Today, nearly everyone in the Guideposts office was singing a Christmas carol for a Merry Christmas video we’re putting on our website. I sat it out. Not because I’m Mr. Scrooge, but because I’m Jewish. Tonight, and for the next seven nights, I have my own holiday to celebrate, along with the rest of the Jewish people: Chanukah.
Chanukah doesn’t have nearly as many great songs as Christmas does, but the holidays do have one thing in common, besides their place in the calendar year. They both celebrate miracles. In the case of Chanukah, the miracle could easily be a Mysterious Ways story in Guideposts.
In the 2nd century BCE, Israel was part of the Seleucid Empire of Syria, a Greek-influenced kingdom. At first, the Jews in Israel were allowed to practice their faith openly. But a new king, Antiochus the Fourth, was determined to “Hellenise” the Jews, and force them to worship the Greek gods.

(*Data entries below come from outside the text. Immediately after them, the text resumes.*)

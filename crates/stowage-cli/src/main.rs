//! Stowage CLI: put, fetch and link files through the configured storage backend.
//!
//! Backends are configured from the environment (and `.env`): set
//! `STORAGE_BACKEND` plus the variables of each backend to enable.

use anyhow::Context;
use clap::{Parser, Subcommand};
use serde::Serialize;
use std::path::PathBuf;
use std::sync::Arc;
use std::time::Duration;
use stowage_cli::{init_tracing, mime_type_for};
use stowage_core::StorageConfig;
use stowage_storage::registry;
use stowage_storage::{
    parse_backend, store_file, IncomingFile, PutFileOptions, SignedUrlOptions, Storage,
    StorageOptions,
};

#[derive(Parser)]
#[command(name = "stowage", about = "Pluggable file storage CLI")]
struct Cli {
    /// Backend to use instead of STORAGE_BACKEND: local, s3, azure
    #[arg(long, global = true)]
    backend: Option<String>,

    #[command(subcommand)]
    command: Commands,
}

#[derive(Subcommand)]
enum Commands {
    /// Store a local file
    Put {
        /// Path to the file to store
        file: PathBuf,
        /// Explicit key; generated from the file name when omitted
        #[arg(long)]
        key: Option<String>,
    },
    /// Download a file
    Get {
        key: String,
        /// Write to this path instead of stdout
        #[arg(long)]
        out: Option<PathBuf>,
    },
    /// Delete a file
    Rm { key: String },
    /// Copy a file to a new key
    Cp { from: String, to: String },
    /// Print the public URL of a key
    Url { key: String },
    /// Print a time-limited URL for a key
    Sign {
        key: String,
        /// Validity in seconds
        #[arg(long, default_value = "3600")]
        expires_secs: u64,
    },
}

fn print_json(value: &impl Serialize) -> anyhow::Result<()> {
    let out = serde_json::to_string_pretty(value).context("Serialize response")?;
    println!("{}", out);
    Ok(())
}

async fn open_storage(backend: Option<&str>) -> anyhow::Result<Arc<dyn Storage>> {
    let config = StorageConfig::from_env().context("Failed to load storage configuration")?;
    registry::set_options(StorageOptions::from_config(config))?;

    let backend = backend.map(parse_backend).transpose()?;
    let storage = registry::get_storage(backend)
        .await
        .context("Failed to open storage backend")?;
    tracing::debug!(backend = %storage.backend_type(), "Storage backend ready");
    Ok(storage)
}

#[tokio::main]
async fn main() -> anyhow::Result<()> {
    init_tracing();

    let cli = Cli::parse();
    let storage = open_storage(cli.backend.as_deref()).await?;

    match cli.command {
        Commands::Put { file, key } => {
            let data = tokio::fs::read(&file)
                .await
                .with_context(|| format!("Failed to read {}", file.display()))?;
            let original_name = file
                .file_name()
                .map(|name| name.to_string_lossy().into_owned())
                .context("Input path has no file name")?;
            let mime_type = mime_type_for(&file);

            let record = match key {
                Some(key) => {
                    let mut options = PutFileOptions::new().original_name(original_name);
                    if let Some(mime_type) = mime_type {
                        options = options.mime_type(mime_type);
                    }
                    storage.put_file(data, &key, options).await?
                }
                None => {
                    let mut incoming = IncomingFile::new(original_name, data);
                    if let Some(mime_type) = mime_type {
                        incoming = incoming.with_mime_type(mime_type);
                    }
                    store_file(storage.as_ref(), incoming, None).await?
                }
            };
            print_json(&record)?;
        }
        Commands::Get { key, out } => {
            let data = storage.get_file(&key).await?;
            match out {
                Some(path) => {
                    tokio::fs::write(&path, &data)
                        .await
                        .with_context(|| format!("Failed to write {}", path.display()))?;
                    print_json(&serde_json::json!({
                        "key": key,
                        "size": data.len(),
                        "out": path,
                    }))?;
                }
                None => {
                    use tokio::io::AsyncWriteExt;
                    let mut stdout = tokio::io::stdout();
                    stdout.write_all(&data).await?;
                    stdout.flush().await?;
                }
            }
        }
        Commands::Rm { key } => {
            storage.delete_file(&key).await?;
            print_json(&serde_json::json!({ "deleted": key }))?;
        }
        Commands::Cp { from, to } => {
            let record = storage.copy_file(&from, &to).await?;
            print_json(&record)?;
        }
        Commands::Url { key } => {
            print_json(&serde_json::json!({ "key": key, "url": storage.get_url(&key) }))?;
        }
        Commands::Sign { key, expires_secs } => {
            let signer = storage.as_signed_url().with_context(|| {
                format!(
                    "The {} backend does not support signed URLs",
                    storage.backend_type()
                )
            })?;
            let options = SignedUrlOptions::expires_in(Duration::from_secs(expires_secs));
            let url = signer.get_signed_url(&key, options).await?;
            print_json(&serde_json::json!({
                "key": key,
                "url": url,
                "expires_in_secs": expires_secs,
            }))?;
        }
    }

    Ok(())
}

Antiochus ordered his troops into the Holy Temple of Jerusalem. They defiled the temple and installed an altar to Zeus. A war began.
A man named Judah Maccabee led the Jewish resistance, and ultimately prevailed over the mighty army of Antiochus. But the joy over the victory was short-lived, when the Jews saw the destruction left behind at the temple.

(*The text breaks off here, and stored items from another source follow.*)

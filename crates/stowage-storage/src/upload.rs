use crate::keys::join_key;
use crate::naming::{IncomingFile, RequestContext, UploadHooks};
use crate::traits::{PutFileOptions, Storage, StorageResult, UploadedFile};

/// Name, place and write an incoming file using the backend's hooks.
///
/// Naming and placement run before any write, so a failing hook leaves the
/// backend untouched and its error is returned as-is.
pub async fn store_file(
    storage: &dyn Storage,
    file: IncomingFile,
    ctx: Option<&RequestContext>,
) -> StorageResult<UploadedFile> {
    store_file_with(storage, file, ctx, None).await
}

/// Like [`store_file`], with per-call hooks that replace the backend's
/// hooks wherever they are set.
pub async fn store_file_with(
    storage: &dyn Storage,
    file: IncomingFile,
    ctx: Option<&RequestContext>,
    overrides: Option<&UploadHooks>,
) -> StorageResult<UploadedFile> {
    let hooks = match overrides {
        Some(overrides) => storage.hooks().overridden_by(overrides),
        None => storage.hooks().clone(),
    };
    let file_name = hooks.file_name(&file, ctx)?;
    let dist = hooks.file_dist(&file, ctx)?;
    let key = join_key(&dist, &file_name);

    tracing::debug!(
        backend = %storage.backend_type(),
        key = %key,
        original_name = %file.original_name,
        size_bytes = file.size(),
        "Storing incoming file"
    );

    let IncomingFile {
        original_name,
        mime_type,
        data,
    } = file;

    let mut options = PutFileOptions::new().original_name(original_name);
    if let Some(mime_type) = mime_type {
        options = options.mime_type(mime_type);
    }

    let record = storage.put_file(data, &key, options).await?;
    Ok(hooks.transform(record))
}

The eternal flame, the light that, by Jewish law, needed to remain lit at all times in the temple, was dark. And the oil required to light it had all been destroyed. All, except for one tiny vessel. Barely enough oil to light the flame for a night, much less the eight needed to create enough new oil to keep the flame burning.
As I learned on my trip to Israel for Guideposts, the oil used in the Holy Temple was extra virgin, the tiny amount of oil that seeps from olives when they’re first secured in an olive press. The Jews couldn’t just mash a bunch of olives. The process to gather only the purest of oil was painstakingly slow.
They used the last of the oil to light the flame. It burned throughout the night. When they awoke the next day, it was still burning. Incredibly, it kept burning the next day, and the next. It burned bright for all eight days, until the new supply of oil was ready.
It may seem a minor miracle, that oil meant to last one day instead lasted for eight. How many times have we managed to drive where we needed to go even though that empty tank light went on? But for the Jews who had just survived a war, it was a sign that nothing could destroy their faith, not even the mighty armies of the empires that surrounded them.
Nearly two hundred years later, another empire, the Roman Empire, would threaten Jerusalem. And for many, it was another miracle, the birth of a child, that would give the people of Israel renewed hope.
One could say that without Chanukah, the Israel of Jesus’ life and times would have never existed.
So tonight, whether you’re Christian or Jewish, take the time to be thankful for God’s Mysterious Ways.